La grille grandit ou rétrécit pour s’adapter à vos cadres — pas de carrés noirs vides pour la remplir. Huit images forment une seule rangée. Vingt-quatre font trois rangées. Quatre-vingts remplit toute la grille de huit par dix. Dans tous les cas, vous obtenez une image que vous pouvez déposer dans votre application photo, coller dans un chat Slack, imprimer sur une feuille de papier ou joindre à un e-mail. Plus de « d’abord décompresser le dossier, puis... » — l’image est prête à être utilisée dès que le téléchargement est terminé.

Nous avons choisi huit cadres de travers car la photo résultante est assez large pour paraître nette sur un grand écran, s’imprime proprement sur du papier lettre ou A4, et reste assez petite pour être envoyée par email ou publiée sur Slack sans que le fichier rétrécisse et ne devienne flou.
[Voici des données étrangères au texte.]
//! Property-based tests for the coordinator
//!
//! Uses proptest to verify invariants across many random operation sequences.
//! No shallow tests - every property test verifies meaningful invariants.


use groove_playback::{AudioEvent, Coordinator, PlayerConfig};
use proptest::prelude::*;
use test_helpers::audio_files;

// ===== Helpers =====

#[derive(Debug, Clone)]
enum Op {
    Create(String),
    Select(usize),
    Delete(usize),
    Add(usize),
    Remove(usize),
    Play(usize),
    Toggle,
    Next,
    Previous,
    Seek(f64),
    Native(AudioEvent),
    Settle(bool),
}

fn arbitrary_event() -> impl Strategy<Value = AudioEvent> {
    prop_oneof![
        (0.0f64..600.0).prop_map(|position| AudioEvent::TimeUpdated { position }),
        (0.0f64..600.0).prop_map(|duration| AudioEvent::MetadataLoaded { duration }),
        proptest::option::of(0.0f64..600.0).prop_map(|duration| AudioEvent::ReadyToPlay { duration }),
        Just(AudioEvent::Started),
        Just(AudioEvent::Paused),
        Just(AudioEvent::Ended),
        Just(AudioEvent::Errored {
            message: "decode".to_string()
        }),
    ]
}

fn arbitrary_op() -> impl Strategy<Value = Op> {
    prop_oneof![
        "[A-Za-z ]{0,12}".prop_map(Op::Create),
        (0usize..6).prop_map(Op::Select),
        (0usize..6).prop_map(Op::Delete),
        (0usize..4).prop_map(Op::Add),
        (0usize..10).prop_map(Op::Remove),
        (0usize..10).prop_map(Op::Play),
        Just(Op::Toggle),
        Just(Op::Next),
        Just(Op::Previous),
        (-10.0f64..700.0).prop_map(Op::Seek),
        arbitrary_event().prop_map(Op::Native),
        any::<bool>().prop_map(Op::Settle),
    ]
}

fn apply(c: &mut Coordinator, op: Op, batch: &mut usize, last_ticket: &mut Option<groove_core::PlayTicket>) {
    let tx = match op {
        Op::Create(name) => c.create_playlist(&name).unwrap_or_default(),
        Op::Select(i) => c.select_playlist(i).unwrap_or_default(),
        Op::Delete(i) => c.delete_playlist(i).unwrap_or_default(),
        Op::Add(n) => {
            *batch += 1;
            c.add_files(audio_files(&batch.to_string(), n))
                .unwrap_or_default()
        }
        Op::Remove(i) => c.remove_track(i).unwrap_or_default(),
        Op::Play(i) => c.play_track(i).unwrap_or_default(),
        Op::Toggle => c.toggle_play_pause().unwrap_or_default(),
        Op::Next => c.next_track().unwrap_or_default(),
        Op::Previous => c.previous_track().unwrap_or_default(),
        Op::Seek(t) => c.seek(t).unwrap_or_default(),
        Op::Native(event) => c.handle_event(event),
        Op::Settle(ok) => match last_ticket.take() {
            Some(ticket) => c.play_settled(ticket, if ok { Ok(()) } else { Err("rejected".into()) }),
            None => Default::default(),
        },
    };

    for command in tx.commands {
        if let groove_playback::AudioCommand::Play { ticket } = command {
            *last_ticket = Some(ticket);
        }
    }
}

fn coordinator() -> Coordinator {
    Coordinator::new(PlayerConfig::default(), Vec::new())
}

// ===== Property Tests =====

proptest! {
    /// Track count follows additions minus removals; the active index stays valid
    #[test]
    fn prop_add_remove_keeps_count_and_index(
        ops in prop::collection::vec((any::<bool>(), 0usize..5, 0usize..8), 1..40)
    ) {
        let mut c = coordinator();
        let mut expected = 0usize;

        for (step, (is_add, count, index)) in ops.into_iter().enumerate() {
            if is_add {
                c.add_files(audio_files(&step.to_string(), count)).unwrap();
                expected += count;
            } else {
                c.remove_track(index).unwrap();
                if index < expected {
                    expected -= 1;
                }
            }

            let len = c.active_playlist().unwrap().len();
            prop_assert_eq!(len, expected);
            prop_assert!(len == 0 || c.active_track_index() < len);
            // Every live track owns exactly one registered handle
            prop_assert_eq!(c.sources().len(), len);
        }
    }

    /// next then previous (and previous then next) return to the start
    #[test]
    fn prop_next_previous_are_inverse(n in 1usize..20, start in 0usize..20) {
        let start = start % n;
        let mut c = coordinator();
        c.add_files(audio_files("a", n)).unwrap();
        c.play_track(start).unwrap();
        prop_assert_eq!(c.active_track_index(), start);

        c.next_track().unwrap();
        prop_assert_eq!(c.active_track_index(), (start + 1) % n);
        c.previous_track().unwrap();
        prop_assert_eq!(c.active_track_index(), start);

        c.previous_track().unwrap();
        c.next_track().unwrap();
        prop_assert_eq!(c.active_track_index(), start);
    }

    /// Arbitrary interleavings of user operations and native events never
    /// leave the coordinator in an invalid state
    #[test]
    fn prop_random_sequences_keep_state_valid(ops in prop::collection::vec(arbitrary_op(), 1..80)) {
        let mut c = coordinator();
        let mut batch = 0usize;
        let mut last_ticket = None;

        for op in ops {
            apply(&mut c, op, &mut batch, &mut last_ticket);

            let state = c.state();
            prop_assert!(!c.playlists().is_empty());
            prop_assert!(state.active_playlist < c.playlists().len());

            let len = c.active_playlist().unwrap().len();
            prop_assert!(len == 0 || state.active_track < len);

            // Nothing playable means nothing may claim to be playing
            if !c.active_track().is_some_and(|t| t.is_playable()) {
                prop_assert!(!state.play_intent);
            }

            prop_assert!(state.position.is_finite() && state.position >= 0.0);
            prop_assert!(state.duration.is_finite() && state.duration >= 0.0);

            let live: usize = c.playlists().iter().map(|p| p.len()).sum();
            prop_assert_eq!(c.sources().len(), live);
        }
    }

    /// Deleting a non-active playlist never changes the active track
    #[test]
    fn prop_deleting_other_playlist_keeps_active_track(
        extra in 1usize..5,
        active in 0usize..5,
        victim in 0usize..5,
        tracks in 1usize..5,
    ) {
        let mut c = coordinator();
        for i in 0..extra {
            c.create_playlist(&format!("List {}", i)).unwrap();
        }
        let total = extra + 1;
        let active = active % total;
        let victim = victim % total;
        prop_assume!(victim != active);

        c.select_playlist(active).unwrap();
        c.add_files(audio_files("a", tracks)).unwrap();
        c.play_track(tracks - 1).unwrap();
        let before = c.active_track().map(|t| t.id.clone());
        let playing = c.is_playing();

        c.delete_playlist(victim).unwrap();

        prop_assert_eq!(c.active_track().map(|t| t.id.clone()), before);
        prop_assert_eq!(c.is_playing(), playing);
        prop_assert_eq!(c.active_playlist().unwrap().len(), tracks);
    }
}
Chaque vignette est de la même taille, donc l’image reste nette que vous preniez 16 images (deux rangées) ou 64 images (un bloc à peu près carré de huit par huit).

Une seule photo prise à partir de 40 images de Big Buck Bunny — disposée en huit images de large par cinq de haut, montrant le lapin se réveiller, s’étirer et explorer sur une période de 40 secondes, avec une photo sauvegardée par seconde
Feuille de contact — 40 images de Big Buck Bunny sur 40 secondes, une photo par seconde, disposées 8 de large sur 5 de bas

Les utiliser ensemble

Tirer des images est la fonctionnalité de base ; L’horodatage et la feuille de contact sont des options supplémentaires que vous activez si vous les souhaitez. Vous pouvez donc faire des images seul (un code zip propre à remettre à un monteur vidéo), des images avec tampons (un code postal horodaté pour la relecture et l’analyse), ou les images comme feuille contact (une grande image pour un coup d’œil). La seule combinaison que nous n’avons pas encore expédiée est la feuille contact AVEC des horodatages sur chaque vignette — nous l’ajouterons dans une prochaine mise à jour. Pour l’instant, la feuille contact reste propre ; si vous avez besoin des heures, générez le code ZIP estampé et feuilletez les images à la place.

Un raccourci pratique : il y a un bouton « Instantané » sur le lecteur (ou il suffit d’appuyer sur la touche S). Il sauvegarde la même image à l’écran — parfait pour le moment « Je veux juste CETTE image, tout de suite », sans prendre la peine de définir une heure de début et de fin.

Ce sur quoi nous travaillons ensuite

Nous travaillons sur deux autres choses. D’abord, mettre l’horodatage sur chaque vignette de la feuille de contact pour que les heures apparaissent quand on regarde toute la grille en même temps. Deuxièmement, un mode automatique qui repère les moments où l’image change réellement — lorsque la caméra passe à un nouveau plan, qu’un but est marqué ou qu’un diapositive se retourne — au lieu de capter une image avec un minuteur fixe. Si l’un de ces éléments peut vous faire économiser des étapes que vous faites déjà à la main, écrivez-nous sur la page support et nous le monterons plus haut dans la liste.

Essayez d’enregistrer les images en images

Cadres, timbres, planches-contacts. La première coupure est gratuite — collez n’importe quelle URL YouTube.